[Source material Boundary: Start]

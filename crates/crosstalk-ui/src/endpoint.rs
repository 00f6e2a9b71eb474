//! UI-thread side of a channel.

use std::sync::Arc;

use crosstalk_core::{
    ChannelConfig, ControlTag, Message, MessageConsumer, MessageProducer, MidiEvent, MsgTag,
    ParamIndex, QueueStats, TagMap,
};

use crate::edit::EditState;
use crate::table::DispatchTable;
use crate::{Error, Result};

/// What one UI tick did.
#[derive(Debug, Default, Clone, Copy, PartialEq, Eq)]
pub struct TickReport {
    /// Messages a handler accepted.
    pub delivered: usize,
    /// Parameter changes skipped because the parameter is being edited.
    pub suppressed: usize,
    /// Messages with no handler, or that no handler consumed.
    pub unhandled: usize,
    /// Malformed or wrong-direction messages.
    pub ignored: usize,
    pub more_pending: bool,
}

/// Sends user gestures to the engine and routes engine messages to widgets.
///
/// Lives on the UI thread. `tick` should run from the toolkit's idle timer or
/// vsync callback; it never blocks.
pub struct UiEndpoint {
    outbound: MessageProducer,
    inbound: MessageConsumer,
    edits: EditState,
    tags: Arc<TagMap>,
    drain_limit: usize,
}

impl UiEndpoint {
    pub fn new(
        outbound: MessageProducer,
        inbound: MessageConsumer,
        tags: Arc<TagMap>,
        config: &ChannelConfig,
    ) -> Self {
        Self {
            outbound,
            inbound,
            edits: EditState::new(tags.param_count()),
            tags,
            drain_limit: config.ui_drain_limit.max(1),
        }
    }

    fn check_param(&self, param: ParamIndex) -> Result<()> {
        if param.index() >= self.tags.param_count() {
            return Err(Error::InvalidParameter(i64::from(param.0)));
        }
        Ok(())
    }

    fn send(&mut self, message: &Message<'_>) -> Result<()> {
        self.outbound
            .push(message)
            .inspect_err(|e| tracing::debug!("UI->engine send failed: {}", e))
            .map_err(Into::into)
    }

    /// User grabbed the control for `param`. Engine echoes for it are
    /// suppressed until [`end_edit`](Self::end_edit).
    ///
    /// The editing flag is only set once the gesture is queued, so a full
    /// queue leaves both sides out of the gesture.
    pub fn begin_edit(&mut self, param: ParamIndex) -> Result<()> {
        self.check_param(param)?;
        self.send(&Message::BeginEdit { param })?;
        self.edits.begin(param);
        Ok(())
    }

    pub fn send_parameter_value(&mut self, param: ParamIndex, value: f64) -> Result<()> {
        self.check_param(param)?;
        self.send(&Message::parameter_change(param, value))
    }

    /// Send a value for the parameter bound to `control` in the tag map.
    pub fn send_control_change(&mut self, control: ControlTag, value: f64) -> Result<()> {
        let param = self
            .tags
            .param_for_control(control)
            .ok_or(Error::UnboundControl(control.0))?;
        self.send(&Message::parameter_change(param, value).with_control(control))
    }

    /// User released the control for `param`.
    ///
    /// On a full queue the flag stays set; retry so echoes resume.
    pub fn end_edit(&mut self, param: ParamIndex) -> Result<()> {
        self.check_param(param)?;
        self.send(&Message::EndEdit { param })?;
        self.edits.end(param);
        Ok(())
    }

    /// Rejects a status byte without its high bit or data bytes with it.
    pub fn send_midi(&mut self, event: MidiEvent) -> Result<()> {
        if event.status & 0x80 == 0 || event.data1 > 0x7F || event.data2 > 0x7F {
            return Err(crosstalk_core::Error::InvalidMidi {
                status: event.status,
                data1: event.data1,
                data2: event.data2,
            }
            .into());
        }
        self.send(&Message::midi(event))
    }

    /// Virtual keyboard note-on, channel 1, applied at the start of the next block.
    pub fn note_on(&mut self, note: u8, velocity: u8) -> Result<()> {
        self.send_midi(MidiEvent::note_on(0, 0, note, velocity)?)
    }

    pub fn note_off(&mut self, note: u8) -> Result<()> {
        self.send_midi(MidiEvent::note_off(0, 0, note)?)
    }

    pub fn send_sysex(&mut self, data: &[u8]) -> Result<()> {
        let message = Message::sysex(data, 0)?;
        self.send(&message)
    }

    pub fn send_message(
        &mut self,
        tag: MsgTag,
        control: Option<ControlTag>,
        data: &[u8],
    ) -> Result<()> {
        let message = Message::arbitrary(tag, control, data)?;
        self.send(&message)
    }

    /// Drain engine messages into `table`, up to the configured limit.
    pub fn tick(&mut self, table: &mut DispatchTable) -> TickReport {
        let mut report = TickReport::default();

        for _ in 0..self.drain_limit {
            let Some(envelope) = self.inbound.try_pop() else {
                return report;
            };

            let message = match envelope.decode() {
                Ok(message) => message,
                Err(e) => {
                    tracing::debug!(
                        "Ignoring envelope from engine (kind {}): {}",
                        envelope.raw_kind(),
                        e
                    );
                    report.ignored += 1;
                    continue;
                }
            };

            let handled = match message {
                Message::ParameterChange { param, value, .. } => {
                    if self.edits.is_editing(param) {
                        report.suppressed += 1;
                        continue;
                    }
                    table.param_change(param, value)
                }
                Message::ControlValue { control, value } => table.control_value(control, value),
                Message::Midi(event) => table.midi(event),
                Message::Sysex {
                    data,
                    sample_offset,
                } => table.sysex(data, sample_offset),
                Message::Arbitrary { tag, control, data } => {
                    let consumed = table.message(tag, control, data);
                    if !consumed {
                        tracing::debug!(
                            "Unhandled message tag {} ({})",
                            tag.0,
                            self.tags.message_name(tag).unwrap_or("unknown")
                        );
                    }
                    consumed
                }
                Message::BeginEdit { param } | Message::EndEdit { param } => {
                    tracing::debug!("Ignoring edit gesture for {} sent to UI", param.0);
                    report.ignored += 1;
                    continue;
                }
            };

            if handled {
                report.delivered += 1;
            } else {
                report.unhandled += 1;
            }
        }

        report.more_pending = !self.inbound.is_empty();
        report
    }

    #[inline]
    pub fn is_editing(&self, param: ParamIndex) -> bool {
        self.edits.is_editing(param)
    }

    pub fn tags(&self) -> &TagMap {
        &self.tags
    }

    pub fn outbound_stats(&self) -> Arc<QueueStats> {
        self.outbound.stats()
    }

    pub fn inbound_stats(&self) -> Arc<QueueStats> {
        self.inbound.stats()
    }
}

[Source material Boundary: End]

— Exercise aim —
Which lines of the data contain the string "thread"? Copy each of them.

— Response below —
//! UI-thread side of a channel.
/// Lives on the UI thread. `tick` should run from the toolkit's idle timer or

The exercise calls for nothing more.